→ TASK REQUIREMENTS
Where a line in the material below has the string "caps", please report it.

━━━━━ MATERIAL SUPPLIED ━━━━━

//! Device capability probing.
//!
//! Walks ordered probe tables against the host's capability query. The
//! output keeps table order, which is the order codec tags are sent to the
//! backend. A codec the device cannot play is simply left out.

use std::sync::Arc;

use castforged_common::{CodecCandidate, DeviceCapabilitySet, Resolution, Result};

use crate::host::{DeviceCapabilities, DisplayQuery};

/// Queries a device for the codecs and resolutions it accepts.
#[derive(Clone)]
pub struct CapabilityProber {
    device: Arc<dyn DeviceCapabilities>,
}

impl CapabilityProber {
    pub fn new(device: Arc<dyn DeviceCapabilities>) -> Self {
        Self { device }
    }

    /// Probe both codec tables. Resolution is left unset; see
    /// [`CapabilityProber::probe_max_resolution`].
    pub fn probe(
        &self,
        video: &[CodecCandidate],
        audio: &[CodecCandidate],
    ) -> Result<DeviceCapabilitySet> {
        let capabilities = DeviceCapabilitySet {
            video_codecs: self.probe_codecs(video)?,
            audio_codecs: self.probe_codecs(audio)?,
            max_resolution: None,
        };

        tracing::debug!(
            video = ?capabilities.video_codecs,
            audio = ?capabilities.audio_codecs,
            "Probed device codecs"
        );

        Ok(capabilities)
    }

    /// Tags of the candidates the device affirms, in table order.
    pub fn probe_codecs(&self, candidates: &[CodecCandidate]) -> Result<Vec<String>> {
        let mut supported = Vec::with_capacity(candidates.len());
        for candidate in candidates {
            if self
                .device
                .can_display(&DisplayQuery::codec(&candidate.mime_type))?
            {
                supported.push(candidate.tag.clone());
            }
        }
        Ok(supported)
    }

    /// First resolution from a descending list that the device accepts.
    ///
    /// Falls back to the last (smallest) candidate when none is accepted.
    /// Returns `None` only for an empty candidate list.
    pub fn probe_max_resolution(
        &self,
        mime_type: &str,
        candidates: &[Resolution],
    ) -> Result<Option<Resolution>> {
        for candidate in candidates {
            let query = DisplayQuery::sized(mime_type, candidate.width, candidate.height);
            if self.device.can_display(&query)? {
                tracing::debug!(resolution = %candidate, "Device accepts resolution");
                return Ok(Some(*candidate));
            }
        }

        let floor = candidates.last().copied();
        if let Some(floor) = floor {
            tracing::debug!(resolution = %floor, "No resolution accepted, using floor");
        }
        Ok(floor)
    }
}

#[cfg(test)]
mod tests {
    use super::*;
    use crate::host::SimulatedDevice;
    use castforged_common::Error;

    const H264: &str = r#"video/mp4; codecs="avc1.42E01E""#;
    const VP9: &str = r#"video/mp4; codecs="vp9""#;
    const AAC: &str = r#"audio/mp4; codecs="mp4a.40.5""#;

    fn video_table() -> Vec<CodecCandidate> {
        vec![
            CodecCandidate::new(VP9, "vp9"),
            CodecCandidate::new(H264, "h264"),
        ]
    }

    fn audio_table() -> Vec<CodecCandidate> {
        vec![CodecCandidate::new(AAC, "aac")]
    }

    fn resolutions() -> Vec<Resolution> {
        vec![
            Resolution::new(3840, 2160),
            Resolution::new(1920, 1080),
            Resolution::new(1280, 720),
        ]
    }

    struct BrokenDevice;

    impl DeviceCapabilities for BrokenDevice {
        fn can_display(&self, _query: &DisplayQuery<'_>) -> Result<bool> {
            Err(Error::host("capability API unavailable"))
        }
    }

    #[test]
    fn test_probe_keeps_table_order() {
        let device = Arc::new(SimulatedDevice::new([H264, VP9, AAC], None));
        let prober = CapabilityProber::new(device);
        let caps = prober.probe(&video_table(), &audio_table()).unwrap();
        assert_eq!(caps.video_codecs, vec!["vp9", "h264"]);
        assert_eq!(caps.audio_codecs, vec!["aac"]);
        assert!(caps.max_resolution.is_none());
    }

    #[test]
    fn test_unsupported_codecs_are_omitted() {
        let device = Arc::new(SimulatedDevice::new([H264], None));
        let prober = CapabilityProber::new(device);
        let caps = prober.probe(&video_table(), &audio_table()).unwrap();
        assert_eq!(caps.video_codecs, vec!["h264"]);
        assert!(caps.audio_codecs.is_empty());
    }

    #[test]
    fn test_host_failure_is_an_error() {
        let prober = CapabilityProber::new(Arc::new(BrokenDevice));
        assert!(prober.probe(&video_table(), &audio_table()).is_err());
    }

    #[test]
    fn test_max_resolution_takes_highest_accepted() {
        let device = Arc::new(SimulatedDevice::new([H264], Some(Resolution::new(1920, 1080))));
        let prober = CapabilityProber::new(device);
        assert_eq!(
            prober.probe_max_resolution(H264, &resolutions()).unwrap(),
            Some(Resolution::new(1920, 1080))
        );
    }

    #[test]
    fn test_max_resolution_unbounded_device() {
        let device = Arc::new(SimulatedDevice::new([H264], None));
        let prober = CapabilityProber::new(device);
        assert_eq!(
            prober.probe_max_resolution(H264, &resolutions()).unwrap(),
            Some(Resolution::new(3840, 2160))
        );
    }

    #[test]
    fn test_max_resolution_falls_back_to_floor() {
        let device = Arc::new(SimulatedDevice::new(Vec::<String>::new(), None));
        let prober = CapabilityProber::new(device);
        assert_eq!(
            prober.probe_max_resolution(H264, &resolutions()).unwrap(),
            Some(Resolution::new(1280, 720))
        );
        assert_eq!(prober.probe_max_resolution(H264, &[]).unwrap(), None);
    }
}
//! In-process host used by the CLI and by tests.

use std::collections::HashSet;
use std::sync::atomic::{AtomicU32, AtomicUsize, Ordering};

use castforged_common::{AudioTrack, Error, Resolution, Result, TextTrack, TrackId};
use parking_lot::Mutex;

use super::{DeviceCapabilities, DisplayQuery, TrackManager};
use crate::config::DeviceConfig;

/// A device that accepts a fixed set of type strings up to a resolution.
pub struct SimulatedDevice {
    supported: HashSet<String>,
    max_resolution: Option<Resolution>,
    queries: AtomicUsize,
}

impl SimulatedDevice {
    pub fn new<I, S>(supported: I, max_resolution: Option<Resolution>) -> Self
    where
        I: IntoIterator<Item = S>,
        S: Into<String>,
    {
        Self {
            supported: supported.into_iter().map(Into::into).collect(),
            max_resolution,
            queries: AtomicUsize::new(0),
        }
    }

    pub fn from_config(config: &DeviceConfig) -> Self {
        Self::new(config.supported.iter().cloned(), config.max_resolution)
    }

    /// Number of capability queries answered so far.
    pub fn query_count(&self) -> usize {
        self.queries.load(Ordering::Relaxed)
    }
}

impl DeviceCapabilities for SimulatedDevice {
    fn can_display(&self, query: &DisplayQuery<'_>) -> Result<bool> {
        self.queries.fetch_add(1, Ordering::Relaxed);

        if !self.supported.contains(query.mime_type) {
            return Ok(false);
        }

        let fits = match (self.max_resolution, query.width, query.height) {
            (Some(max), Some(width), Some(height)) => width <= max.width && height <= max.height,
            _ => true,
        };
        Ok(fits)
    }
}

/// Track registry that keeps everything in memory.
///
/// Like a real host, it does not de-duplicate: adding the same descriptor
/// twice yields two tracks.
pub struct InMemoryTrackManager {
    next_id: AtomicU32,
    text: Mutex<Vec<TextTrack>>,
    audio: Mutex<Vec<AudioTrack>>,
    active_audio: Mutex<Option<TrackId>>,
    active_text: Mutex<Vec<TrackId>>,
    add_calls: AtomicUsize,
}

impl InMemoryTrackManager {
    pub fn new() -> Self {
        Self::with_audio_tracks(Vec::new())
    }

    /// Start with audio tracks already reported by the playback engine.
    pub fn with_audio_tracks(audio: Vec<AudioTrack>) -> Self {
        let next = audio.iter().map(|t| t.track_id.0).max().unwrap_or(0) + 1;
        Self {
            next_id: AtomicU32::new(next),
            text: Mutex::new(Vec::new()),
            audio: Mutex::new(audio),
            active_audio: Mutex::new(None),
            active_text: Mutex::new(Vec::new()),
            add_calls: AtomicUsize::new(0),
        }
    }

    pub fn active_audio(&self) -> Option<TrackId> {
        *self.active_audio.lock()
    }

    pub fn active_text(&self) -> Vec<TrackId> {
        self.active_text.lock().clone()
    }

    /// Number of batched `add_text_tracks` calls received.
    pub fn add_calls(&self) -> usize {
        self.add_calls.load(Ordering::Relaxed)
    }
}

impl Default for InMemoryTrackManager {
    fn default() -> Self {
        Self::new()
    }
}

impl TrackManager for InMemoryTrackManager {
    fn create_text_track(&self) -> TrackId {
        TrackId(self.next_id.fetch_add(1, Ordering::Relaxed))
    }

    fn add_text_tracks(&self, tracks: Vec<TextTrack>) -> Result<()> {
        self.add_calls.fetch_add(1, Ordering::Relaxed);
        self.text.lock().extend(tracks);
        Ok(())
    }

    fn text_tracks(&self) -> Vec<TextTrack> {
        self.text.lock().clone()
    }

    fn audio_tracks(&self) -> Vec<AudioTrack> {
        self.audio.lock().clone()
    }

    fn set_active_audio(&self, track_id: TrackId) -> Result<()> {
        if !self.audio.lock().iter().any(|t| t.track_id == track_id) {
            return Err(Error::host(format!("no audio track {track_id}")));
        }
        *self.active_audio.lock() = Some(track_id);
        Ok(())
    }

    fn set_active_text(&self, track_ids: &[TrackId]) -> Result<()> {
        let text = self.text.lock();
        if let Some(missing) = track_ids
            .iter()
            .find(|id| !text.iter().any(|t| t.track_id == **id))
        {
            return Err(Error::host(format!("no text track {missing}")));
        }
        *self.active_text.lock() = track_ids.to_vec();
        Ok(())
    }
}

#[cfg(test)]
mod tests {
    use super::*;

    const H264: &str = r#"video/mp4; codecs="avc1.42E01E""#;

    #[test]
    fn test_device_answers_from_supported_set() {
        let device = SimulatedDevice::new([H264], None);
        assert!(device.can_display(&DisplayQuery::codec(H264)).unwrap());
        assert!(!device
            .can_display(&DisplayQuery::codec(r#"video/mp4; codecs="vp9""#))
            .unwrap());
        assert_eq!(device.query_count(), 2);
    }

    #[test]
    fn test_device_bounds_resolution() {
        let device = SimulatedDevice::new([H264], Some(Resolution::new(1920, 1080)));
        assert!(device.can_display(&DisplayQuery::sized(H264, 1920, 1080)).unwrap());
        assert!(!device.can_display(&DisplayQuery::sized(H264, 3840, 2160)).unwrap());
    }

    #[test]
    fn test_track_ids_follow_audio_tracks() {
        let manager = InMemoryTrackManager::with_audio_tracks(vec![AudioTrack {
            track_id: TrackId(3),
            language: Some("en".to_string()),
            name: None,
        }]);
        assert_eq!(manager.create_text_track(), TrackId(4));
        assert_eq!(manager.create_text_track(), TrackId(5));
    }

    #[test]
    fn test_set_active_rejects_unknown_tracks() {
        let manager = InMemoryTrackManager::new();
        assert!(manager.set_active_audio(TrackId(1)).is_err());
        assert!(manager.set_active_text(&[TrackId(1)]).is_err());
        assert!(manager.set_active_text(&[]).is_ok());
    }
}
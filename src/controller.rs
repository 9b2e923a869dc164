//! The orchestration core: discovery gate plus the alternating scan loop.
//!
//! Two nested loops. The outer loop power-cycles and re-enumerates the
//! chain until the inventory verdict is good; the inner loop walks every
//! eligible board and address for the current phase at a fixed pace. Every
//! completed pass flips the phase and re-enters the outer loop — hardware
//! stability is never assumed to persist between passes.

use std::thread;
use std::time::Duration;

use crate::config::Config;
use crate::inventory;
use crate::notify::{ack_message, device_listing, stamped, timestamp, Notify};
use crate::station::{Board, DeviceMap, StationApi, StationError};

/// Current scan mode. Flips after every completed pass and survives any
/// number of discovery retries in between.
#[derive(Debug, Clone, Copy, PartialEq, Eq)]
pub enum Phase {
    Read,
    Write,
}

impl Phase {
    fn flipped(self) -> Self {
        match self {
            Phase::Read => Phase::Write,
            Phase::Write => Phase::Read,
        }
    }
}

/// The station orchestrator. Owns the verified device map and the phase;
/// everything else it touches is a stateless adapter.
pub struct Controller<S, N> {
    station: S,
    notifier: N,
    cfg: Config,
    phase: Phase,
    devices: DeviceMap,
}

impl<S: StationApi, N: Notify> Controller<S, N> {
    pub fn new(station: S, notifier: N, cfg: Config) -> Self {
        Self {
            station,
            notifier,
            cfg,
            phase: Phase::Read,
            devices: DeviceMap::default(),
        }
    }

    pub fn phase(&self) -> Phase {
        self.phase
    }

    /// The device map currently targeted by the scan scheduler.
    pub fn devices(&self) -> &DeviceMap {
        &self.devices
    }

    /// Run forever: gate on a good inventory, scan one pass, flip, repeat.
    /// The process only stops when killed.
    pub fn run(&mut self) -> ! {
        log::info!("station orchestrator starting");
        self.notifier.publish(&stamped("STARTING STATION"));
        loop {
            self.run_cycle();
        }
    }

    /// One unit of work: the discovery gate followed by a single scan pass.
    pub fn run_cycle(&mut self) {
        self.wait_until_ready();
        self.notifier.publish(&stamped("STARTING OPERATIONS"));
        match self.phase {
            Phase::Read => self.read_pass(),
            Phase::Write => self.write_pass(),
        }
        self.phase = self.phase.flipped();
    }

    /// Discovery gate: power-cycle and re-enumerate until the chain reports
    /// a complete, uniquely-identified inventory.
    ///
    /// Every fault in the discovery path takes the same road: another full
    /// power cycle. There is no retry cap and no backoff — the assumed
    /// fault model is transient electrical or enumeration glitches that a
    /// power cycle clears, and an operator watching the notification stream
    /// steps in if the attempts keep climbing.
    fn wait_until_ready(&mut self) {
        let mut attempt: u64 = 0;
        loop {
            attempt += 1;
            match self.discover() {
                Ok(map) if inventory::chain_is_complete(&map, self.cfg.boards.expected) => {
                    log::info!(
                        "inventory good after {attempt} attempt(s): {} board(s)",
                        map.boards().count()
                    );
                    self.devices = map;
                    return;
                }
                Ok(map) => {
                    let seen = map.boards().count();
                    log::warn!(
                        "incomplete inventory on attempt {attempt}: {seen}/{} board(s)",
                        self.cfg.boards.expected
                    );
                    self.notifier.publish(&stamped(&format!(
                        "INCOMPLETE INVENTORY ({seen}/{}), RETRYING (ATTEMPT {attempt})",
                        self.cfg.boards.expected
                    )));
                }
                Err(err) => {
                    log::warn!("discovery attempt {attempt} failed: {err}");
                    self.notifier
                        .publish(&stamped(&format!("DISCOVERY FAILED: {err}")));
                }
            }
        }
    }

    /// One full power-off / power-on / register / fetch sequence.
    fn discover(&mut self) -> Result<DeviceMap, StationError> {
        let ack = self.station.power_off()?;
        self.notifier.publish(&ack_message(&ack.message));
        self.pause(self.cfg.timing.cooldown());

        let ack = self.station.power_on()?;
        self.notifier.publish(&ack_message(&ack.message));
        self.pause(self.cfg.timing.power_settle());

        let ack = self.station.register_ports()?;
        self.pause(self.cfg.timing.port_settle());
        let ports = self.station.available_ports()?;
        let mut text = format!("{}\n", ack.message.to_uppercase());
        for port in &ports.ports {
            text.push_str(port);
            text.push('\n');
        }
        self.notifier.publish(&stamped(&text));
        self.pause(self.cfg.timing.register_settle());

        let ack = self.station.register_devices()?;
        self.notifier.publish(&ack_message(&ack.message));
        self.pause(self.cfg.timing.device_settle());

        let map = self.station.available_devices()?;
        self.notifier.publish(&device_listing(&map));
        Ok(map)
    }

    /// READ phase: every board on every port, full read window.
    fn read_pass(&self) {
        self.notifier.publish("READ MEMORY VALUES");
        let scan = &self.cfg.scan;
        for (port_name, board) in self.devices.boards() {
            for address in (scan.read_start..scan.read_end).step_by(scan.step as usize) {
                self.issue(Phase::Read, port_name, board, address);
            }
        }
    }

    /// WRITE phase: only the write-enabled slots, narrowed address window.
    fn write_pass(&self) {
        self.notifier.publish("WRITE MEMORY VALUES");
        let scan = &self.cfg.scan;
        let write_max = self.cfg.boards.write_enabled_max();
        for (port_name, board) in self.devices.boards() {
            if board.slot > write_max {
                continue;
            }
            for address in (scan.write_start..scan.write_end).step_by(scan.step as usize) {
                self.issue(Phase::Write, port_name, board, address);
            }
        }
    }

    /// Submit one memory command, then pace.
    ///
    /// A failed submission is reported and the address skipped rather than
    /// aborting the pass; one flaky command must not cost a multi-hour scan.
    fn issue(&self, phase: Phase, port_name: &str, board: &Board, address: u32) {
        let verb = match phase {
            Phase::Read => "READ",
            Phase::Write => "WRITE",
        };
        self.notifier.publish(&format!(
            "{verb} [0x{address:08x}] BOARD [{}]\n[{}]",
            board.board_id,
            timestamp()
        ));

        let result = match phase {
            Phase::Read => self
                .station
                .submit_read(&board.board_id, address, port_name),
            Phase::Write => self
                .station
                .submit_write_invert(&board.board_id, address, port_name),
        };
        if let Err(err) = result {
            log::warn!(
                "{verb} 0x{address:08x} on board {} failed: {err}",
                board.board_id
            );
            self.notifier
                .publish(&stamped(&format!("COMMAND FAILED: {err}")));
        }

        self.pause(self.cfg.timing.cmd_wait());
    }

    /// Explicit pacing. These timed waits are the only suspension points in
    /// the whole process; the pacing is a hardware requirement, not an
    /// implementation detail.
    fn pause(&self, wait: Duration) {
        if !wait.is_zero() {
            thread::sleep(wait);
        }
    }
}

━━━━━

→ EXERCISE SOLUTION
        let caps = prober.probe(&video_table(), &audio_table()).unwrap();
        assert_eq!(caps.video_codecs, vec!["vp9", "h264"]);
        assert_eq!(caps.audio_codecs, vec!["aac"]);
        assert!(caps.max_resolution.is_none());
        let caps = prober.probe(&video_table(), &audio_table()).unwrap();
        assert_eq!(caps.video_codecs, vec!["h264"]);
        assert!(caps.audio_codecs.is_empty());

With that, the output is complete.